Маме очень не нравилось в клинике, но она переносила свое положение терпеливо. Она мало разговаривала с другими пациентами и не создавала проблем нянькам. Я старалась, когда у меня случалось свободное время, выводить ее погулять, и мне это то и дело удавалось, пока маразм не усилился. Но всякий раз, когда я приходила, она встречала меня нежной улыбкой и спрашивала, где я сейчас играла. Даже в последние дни жизни, когда мама лежала под кислородной маской, она снимала ее, чтобы спросить: «Как публика?»

Она провела в доме престарелых полгода и умерла в декабре 1983 года. Мы похоронили ее на еврейском кладбище, не так далеко от нашего дома. Я узнала, что есть возможность воздвигнуть там памятник людям, которых мы потеряли во время войны, и я заказала такой для членов семьи Ружичка и нашей родни из Добржича. Рядом есть табличка, посвященная памяти писателей и композиторов, погибших в Терезине.

Мама столько вынесла, что и представить себе не могла, что доживет почти до девяноста. Как и я, она страдала от последствий военных лет, и физических, и эмоциональных, но, в некоторых отношениях, для нее послевоенные годы обладали особой разрушительностью. Если бы ей позволили распоряжаться своим магазином и оставаться в Пльзене, который она любила, она бы, по-моему, была гораздо счастливее, а ее жизнь – полнокровнее. Но вместо того ее мир страшно сузился в нашей маленькой квартирке, замкнулся почти исключительно на мне и Викторе. Она никуда не ездила, она не работала. Многое переставало интересовать ее, и она все меньше походила на прекрасную, полную сил деловую женщину, которую я помню по счастливым годам своего детства.

За одно я благодарю судьбу – за то, что отец умер до того, как нас отправили в Освенцим. Там бы он не выжил. Он был таким гордым человеком, интеллектуалом, а лагерь смерти воплощал последнюю степень потери достоинства. Номер, вытатуированный на коже, грубое лишение всего человеческого – собственной одежды, книг – для отца это было бы слишком. Многие сходили с ума там, и часто очень быстро. Мы с мамой думали, что папа не продержался бы и месяца. Хотя бы от этой муки судьба избавила его.

А маму – от муки быть свидетельницей его безумия.
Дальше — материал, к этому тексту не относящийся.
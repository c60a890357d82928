use std::fs;

use tracing::{debug, info};

use crate::{
    executor::predicate::Predicate,
    storage::{
        bplus_tree::BPlusTree,
        schema::{COLUMNS_TABLE, TABLES_TABLE, TableCol, TableInfo, bootstrap_rows},
        storage_manager::StorageManager,
    },
    types::{
        RowId,
        error::{DatabaseError, Result},
        value::Value,
    },
};

/// Catalog operations. The catalog is two ordinary tables stored through
/// the same B+Tree machinery as user tables.
impl StorageManager {
    /// Writes both system table files and seeds their rows. Destroys any
    /// catalog already present.
    pub(crate) fn bootstrap_catalog(&mut self) -> Result<()> {
        fs::create_dir_all(self.config().catalog_dir())?;
        fs::create_dir_all(self.config().user_data_dir())?;

        let (tables_rows, column_rows) = bootstrap_rows();
        for (table_name, rows) in [(TABLES_TABLE, tables_rows), (COLUMNS_TABLE, column_rows)] {
            let mut file = self.create_table_file(table_name)?;
            let mut tree = BPlusTree::open(&mut file)?;
            for values in rows {
                tree.insert(values, 0)?;
            }
        }

        // Seeding may have split the columns catalog; record the real roots.
        for table_name in [TABLES_TABLE, COLUMNS_TABLE] {
            let info = self.load_table_info(table_name)?;
            self.persist_table_info(&info)?;
        }

        info!(
            data_dir = %self.config().data_dir.display(),
            page_size = self.page_size(),
            "Initialized data store"
        );
        Ok(())
    }

    /// Rebuilds a table's metadata from both catalog tables.
    pub fn load_table_info(&self, table_name: &str) -> Result<TableInfo> {
        let table_row = self
            .read_all_rows(TABLES_TABLE)?
            .into_iter()
            .find(|row| matches!(row.get_value(0), Some(Value::Text(name)) if name == table_name))
            .ok_or_else(|| DatabaseError::TableNotFound {
                name: table_name.to_string(),
            })?;

        let mut columns = Vec::new();
        for row in self.read_all_rows(COLUMNS_TABLE)? {
            if matches!(row.get_value(0), Some(Value::Text(name)) if name == table_name) {
                columns.push(TableCol::from_catalog_row(table_name, &row)?);
            }
        }
        columns.sort_by_key(|col| col.ordinal_position);

        TableInfo::from_catalog_rows(&table_row, columns)
    }

    /// Writes `info`'s counters back to its tables-catalog row. The root
    /// page is re-read from the table file rather than taken from `info`.
    pub fn persist_table_info(&mut self, info: &TableInfo) -> Result<()> {
        let root_page = self.find_root(&info.table_name)?;
        let assignments = [
            ("root_page", Value::Int(root_page as i32)),
            ("last_id", Value::Int(info.last_id as i32)),
            ("record_count", Value::Int(info.record_count as i32)),
        ];
        let predicate = Predicate::equals("table_name", info.table_name.as_str());
        let updated = self.update_rows(TABLES_TABLE, Some(&predicate), &assignments)?;
        if updated == 0 {
            return Err(DatabaseError::CorruptCatalog {
                table: info.table_name.clone(),
                reason: "no row in the tables catalog".to_string(),
            });
        }

        debug!(
            table = %info.table_name,
            root_page,
            last_id = info.last_id,
            record_count = info.record_count,
            "Persisted table info"
        );
        Ok(())
    }

    /// Rejects `values` when a UNIQUE or PRIMARY KEY column already holds an
    /// equal value. TEXT compares case-insensitively; NULL never conflicts.
    pub fn validate_unique_constraint(&self, info: &TableInfo, values: &[Value]) -> Result<()> {
        self.validate_unique_excluding(info, values, None)
    }

    /// Same check, ignoring the stored row `exclude`. Used when a row is
    /// rewritten and must not conflict with its own old version.
    pub(crate) fn validate_unique_excluding(
        &self,
        info: &TableInfo,
        values: &[Value],
        exclude: Option<RowId>,
    ) -> Result<()> {
        let checked: Vec<usize> = info
            .columns
            .iter()
            .enumerate()
            .filter(|(i, col)| col.is_unique() && values.get(*i).is_some_and(|v| !v.is_null()))
            .map(|(i, _)| i)
            .collect();
        if checked.is_empty() {
            return Ok(());
        }

        for row in self.read_all_rows(&info.table_name)? {
            if Some(row.row_id) == exclude {
                continue;
            }
            for &i in &checked {
                let candidate = &values[i];
                if row
                    .get_value(i)
                    .is_some_and(|existing| existing.matches_ignore_case(candidate))
                {
                    return Err(DatabaseError::UniqueConstraintViolation {
                        table: info.table_name.clone(),
                        column: info.columns[i].name.clone(),
                        value: candidate.to_string(),
                    });
                }
            }
        }
        Ok(())
    }

    /// Names of every table in the catalog, system tables included.
    pub fn table_names(&self) -> Result<Vec<String>> {
        Ok(self
            .read_all_rows(TABLES_TABLE)?
            .into_iter()
            .filter_map(|row| match row.values.into_iter().next() {
                Some(Value::Text(name)) => Some(name),
                _ => None,
            })
            .collect())
    }
}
Я понимаю и то, что сама не продержалась бы без мамы. Освенцим надломил меня, но я утешалась рядом с ней каждый вечер. И если бы она не баловала меня ребенком, если бы не заботилась тогда о моем здоровье, я не перенесла бы всех тягот лагерей. Потом она опять спасла меня, когда я хотела покончить с собой, давала мне возможность вкладывать все силы в музыку. В Праге она сидела на каждом моем выступлении, всегда внимательная, в первом ряду. Она была моим главным поклонником.

Ни одного дня не проходит, чтобы я не вспоминала свою мать с признательностью и любовью.
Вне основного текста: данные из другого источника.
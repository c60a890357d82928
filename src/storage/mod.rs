pub mod bplus_tree;
pub mod catalog;
pub mod header;
pub mod page_file;
pub mod row_store;
pub mod schema;
pub mod storage_manager;
use tokio::select;
use tokio_util::sync::CancellationToken;

/// Waits for a shutdown signal and cancels the tracking loop. Works with
/// limited success on Windows, where detached processes can't detect
/// signals sent to them; `tracksy stop` terminates the process there
/// instead.
pub async fn detect_shutdown(cancelation: CancellationToken) {
    select! {
        _ = tokio::signal::ctrl_c() => {
            cancelation.cancel();
        },
    };
}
ПОСЛЕ «Бархатной революции» настали резкие перемены. Нас всех с дикой силой влекла свобода. Но что такое свобода? Для многих это лишь абстрактная идея.

Границы открылись, люди толпами устремились на Запад, жадно желая насладиться тамошним стилем жизни и обилием товаров, которого не было в Чехии. Я знала недостатки капиталистической системы и понимала, что Запад – не рай. Людям из Восточного блока надо было еще приспосабливаться к новому порядку вещей. Животным в зоопарке дают пищу, но они в клетках. Есть те, кто не знает, что они в клетках, потому что никогда не жили на воле. Так же и с людьми. Многие предпочли бы клетку, потому что там их кормят и заботятся о них. Они не имели представлений о различиях между свободой и несвободой, они не хотели, чтобы двери открылись.

А для тех, кто искренне верил в коммунизм, перемены стали шоком. Люди обращались к религии, им требовалось во что-то верить. К демократии они не были готовы.

Для нас с Виктором самое большое изменение заключалось в том, что мы стали богаты. Впервые я узнала, сколько в действительности зарабатывала концертами, и теперь получала сама почти все эти деньги. Но мы, располагая деньгами, поначалу не знали, на что их тратить. Власти еще ранее разрешили нам приобрести небольшой дом с террасой в Индржихуве Градеце, чтобы работать там летом, а теперь Виктор купил новую машину, лучше прежней. Мне стали доступны великолепно украшенные копии барочных клавесинов Рюкерса, изготовленные пражским мастером Франтишеком Вигналеком, и Харраса, созданные Аммером.